→ GIVEN DATA:
==*==

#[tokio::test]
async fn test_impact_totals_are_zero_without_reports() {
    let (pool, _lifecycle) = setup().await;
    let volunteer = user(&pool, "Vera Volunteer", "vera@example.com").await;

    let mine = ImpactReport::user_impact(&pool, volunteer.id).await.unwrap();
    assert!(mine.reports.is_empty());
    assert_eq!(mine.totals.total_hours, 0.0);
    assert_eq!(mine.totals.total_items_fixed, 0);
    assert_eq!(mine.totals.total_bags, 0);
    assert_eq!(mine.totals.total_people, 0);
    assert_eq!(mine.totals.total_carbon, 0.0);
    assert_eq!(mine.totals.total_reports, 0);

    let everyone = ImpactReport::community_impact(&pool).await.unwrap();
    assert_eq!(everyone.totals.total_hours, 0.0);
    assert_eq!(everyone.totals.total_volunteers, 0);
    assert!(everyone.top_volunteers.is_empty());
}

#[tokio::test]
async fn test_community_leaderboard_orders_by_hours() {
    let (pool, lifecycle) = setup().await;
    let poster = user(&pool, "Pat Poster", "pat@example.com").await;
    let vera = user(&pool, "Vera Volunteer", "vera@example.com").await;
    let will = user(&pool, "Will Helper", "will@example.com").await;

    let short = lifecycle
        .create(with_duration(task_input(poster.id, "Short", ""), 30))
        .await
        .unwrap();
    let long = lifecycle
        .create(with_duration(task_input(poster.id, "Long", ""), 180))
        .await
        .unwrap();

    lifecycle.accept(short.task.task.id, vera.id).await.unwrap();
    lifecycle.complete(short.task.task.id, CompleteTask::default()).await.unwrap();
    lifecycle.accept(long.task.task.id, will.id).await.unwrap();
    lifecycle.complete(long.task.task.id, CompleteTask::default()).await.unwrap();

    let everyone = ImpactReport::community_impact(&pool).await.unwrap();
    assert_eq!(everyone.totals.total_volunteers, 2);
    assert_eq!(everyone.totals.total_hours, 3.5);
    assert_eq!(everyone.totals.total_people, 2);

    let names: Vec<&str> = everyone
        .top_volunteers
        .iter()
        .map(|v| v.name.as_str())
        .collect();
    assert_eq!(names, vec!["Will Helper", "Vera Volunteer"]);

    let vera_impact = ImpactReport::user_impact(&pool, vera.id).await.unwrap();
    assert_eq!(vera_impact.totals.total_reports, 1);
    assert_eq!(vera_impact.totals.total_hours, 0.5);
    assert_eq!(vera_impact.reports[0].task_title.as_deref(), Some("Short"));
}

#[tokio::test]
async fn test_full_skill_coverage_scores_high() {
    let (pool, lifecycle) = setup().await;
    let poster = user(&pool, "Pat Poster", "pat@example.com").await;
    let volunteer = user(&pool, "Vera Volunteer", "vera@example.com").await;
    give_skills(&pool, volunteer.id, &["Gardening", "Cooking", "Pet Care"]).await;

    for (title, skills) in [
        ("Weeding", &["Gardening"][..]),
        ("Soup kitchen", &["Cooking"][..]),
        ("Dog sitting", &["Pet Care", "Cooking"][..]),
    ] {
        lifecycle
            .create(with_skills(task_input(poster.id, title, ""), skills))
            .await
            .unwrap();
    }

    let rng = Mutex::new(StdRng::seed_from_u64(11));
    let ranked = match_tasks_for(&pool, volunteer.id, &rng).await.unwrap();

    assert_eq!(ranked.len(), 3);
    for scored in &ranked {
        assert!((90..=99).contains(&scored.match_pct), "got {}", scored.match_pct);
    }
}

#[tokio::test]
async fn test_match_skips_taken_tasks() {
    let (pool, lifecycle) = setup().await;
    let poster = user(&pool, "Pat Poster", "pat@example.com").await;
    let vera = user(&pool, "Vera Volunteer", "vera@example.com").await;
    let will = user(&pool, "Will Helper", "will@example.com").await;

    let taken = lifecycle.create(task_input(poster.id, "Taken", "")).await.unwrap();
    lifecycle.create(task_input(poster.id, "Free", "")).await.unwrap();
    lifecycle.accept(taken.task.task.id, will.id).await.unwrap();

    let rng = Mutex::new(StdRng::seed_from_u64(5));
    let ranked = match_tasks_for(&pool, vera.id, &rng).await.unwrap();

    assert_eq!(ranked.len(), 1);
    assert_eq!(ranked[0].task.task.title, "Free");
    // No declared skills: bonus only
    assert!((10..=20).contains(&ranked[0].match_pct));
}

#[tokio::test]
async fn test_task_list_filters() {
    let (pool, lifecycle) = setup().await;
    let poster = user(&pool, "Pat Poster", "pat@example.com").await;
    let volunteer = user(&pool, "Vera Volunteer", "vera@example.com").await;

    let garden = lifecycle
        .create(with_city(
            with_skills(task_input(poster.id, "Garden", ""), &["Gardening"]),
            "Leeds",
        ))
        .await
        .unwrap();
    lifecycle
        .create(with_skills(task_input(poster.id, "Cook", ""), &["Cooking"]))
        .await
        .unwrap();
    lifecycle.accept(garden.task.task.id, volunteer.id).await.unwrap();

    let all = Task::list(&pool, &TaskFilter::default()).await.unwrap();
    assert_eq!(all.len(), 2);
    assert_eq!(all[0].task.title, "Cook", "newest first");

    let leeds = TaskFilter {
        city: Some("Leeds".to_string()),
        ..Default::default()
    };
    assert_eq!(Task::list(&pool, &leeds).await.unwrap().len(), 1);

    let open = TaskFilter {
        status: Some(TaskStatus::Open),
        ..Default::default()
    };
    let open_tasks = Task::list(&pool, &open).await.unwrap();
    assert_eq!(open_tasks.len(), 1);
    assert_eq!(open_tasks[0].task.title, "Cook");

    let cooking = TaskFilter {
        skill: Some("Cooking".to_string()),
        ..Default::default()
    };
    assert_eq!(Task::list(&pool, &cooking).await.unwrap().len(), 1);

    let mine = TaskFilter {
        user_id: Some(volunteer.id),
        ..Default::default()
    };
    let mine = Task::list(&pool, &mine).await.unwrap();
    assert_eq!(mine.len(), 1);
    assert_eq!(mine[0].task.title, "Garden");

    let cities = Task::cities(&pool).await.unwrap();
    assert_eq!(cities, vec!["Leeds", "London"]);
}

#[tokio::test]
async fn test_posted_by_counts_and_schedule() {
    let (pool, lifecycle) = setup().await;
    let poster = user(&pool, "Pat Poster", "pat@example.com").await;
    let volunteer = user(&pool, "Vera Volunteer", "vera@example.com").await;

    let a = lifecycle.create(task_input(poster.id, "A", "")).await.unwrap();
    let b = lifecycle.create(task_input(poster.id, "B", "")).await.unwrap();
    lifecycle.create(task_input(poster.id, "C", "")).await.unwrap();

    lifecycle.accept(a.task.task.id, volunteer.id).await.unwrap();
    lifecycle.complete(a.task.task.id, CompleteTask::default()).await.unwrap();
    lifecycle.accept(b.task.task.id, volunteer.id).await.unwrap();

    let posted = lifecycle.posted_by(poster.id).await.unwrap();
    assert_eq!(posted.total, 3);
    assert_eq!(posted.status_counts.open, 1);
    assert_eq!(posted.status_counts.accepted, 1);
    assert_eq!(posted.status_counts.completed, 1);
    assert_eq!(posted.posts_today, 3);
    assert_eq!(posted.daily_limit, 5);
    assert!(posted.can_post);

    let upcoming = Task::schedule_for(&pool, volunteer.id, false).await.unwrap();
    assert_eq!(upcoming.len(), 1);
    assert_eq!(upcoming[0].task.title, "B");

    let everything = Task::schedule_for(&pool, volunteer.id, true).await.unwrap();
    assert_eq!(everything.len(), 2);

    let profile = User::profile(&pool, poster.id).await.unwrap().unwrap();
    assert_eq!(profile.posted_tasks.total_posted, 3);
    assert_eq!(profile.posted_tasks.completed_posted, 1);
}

==*==

→ YOUR ASSIGNMENT: Up to and including the line with "assert_eq!(vera_impact.totals.total_reports, 1);", output every line of the records above exactly, starting from the first; output nothing else.

→ ANSWER FOR THE TASK:
#[tokio::test]
async fn test_impact_totals_are_zero_without_reports() {
    let (pool, _lifecycle) = setup().await;
    let volunteer = user(&pool, "Vera Volunteer", "vera@example.com").await;

    let mine = ImpactReport::user_impact(&pool, volunteer.id).await.unwrap();
    assert!(mine.reports.is_empty());
    assert_eq!(mine.totals.total_hours, 0.0);
    assert_eq!(mine.totals.total_items_fixed, 0);
    assert_eq!(mine.totals.total_bags, 0);
    assert_eq!(mine.totals.total_people, 0);
    assert_eq!(mine.totals.total_carbon, 0.0);
    assert_eq!(mine.totals.total_reports, 0);

    let everyone = ImpactReport::community_impact(&pool).await.unwrap();
    assert_eq!(everyone.totals.total_hours, 0.0);
    assert_eq!(everyone.totals.total_volunteers, 0);
    assert!(everyone.top_volunteers.is_empty());
}

#[tokio::test]
async fn test_community_leaderboard_orders_by_hours() {
    let (pool, lifecycle) = setup().await;
    let poster = user(&pool, "Pat Poster", "pat@example.com").await;
    let vera = user(&pool, "Vera Volunteer", "vera@example.com").await;
    let will = user(&pool, "Will Helper", "will@example.com").await;

    let short = lifecycle
        .create(with_duration(task_input(poster.id, "Short", ""), 30))
        .await
        .unwrap();
    let long = lifecycle
        .create(with_duration(task_input(poster.id, "Long", ""), 180))
        .await
        .unwrap();

    lifecycle.accept(short.task.task.id, vera.id).await.unwrap();
    lifecycle.complete(short.task.task.id, CompleteTask::default()).await.unwrap();
    lifecycle.accept(long.task.task.id, will.id).await.unwrap();
    lifecycle.complete(long.task.task.id, CompleteTask::default()).await.unwrap();

    let everyone = ImpactReport::community_impact(&pool).await.unwrap();
    assert_eq!(everyone.totals.total_volunteers, 2);
    assert_eq!(everyone.totals.total_hours, 3.5);
    assert_eq!(everyone.totals.total_people, 2);

    let names: Vec<&str> = everyone
        .top_volunteers
        .iter()
        .map(|v| v.name.as_str())
        .collect();
    assert_eq!(names, vec!["Will Helper", "Vera Volunteer"]);

    let vera_impact = ImpactReport::user_impact(&pool, vera.id).await.unwrap();
    assert_eq!(vera_impact.totals.total_reports, 1);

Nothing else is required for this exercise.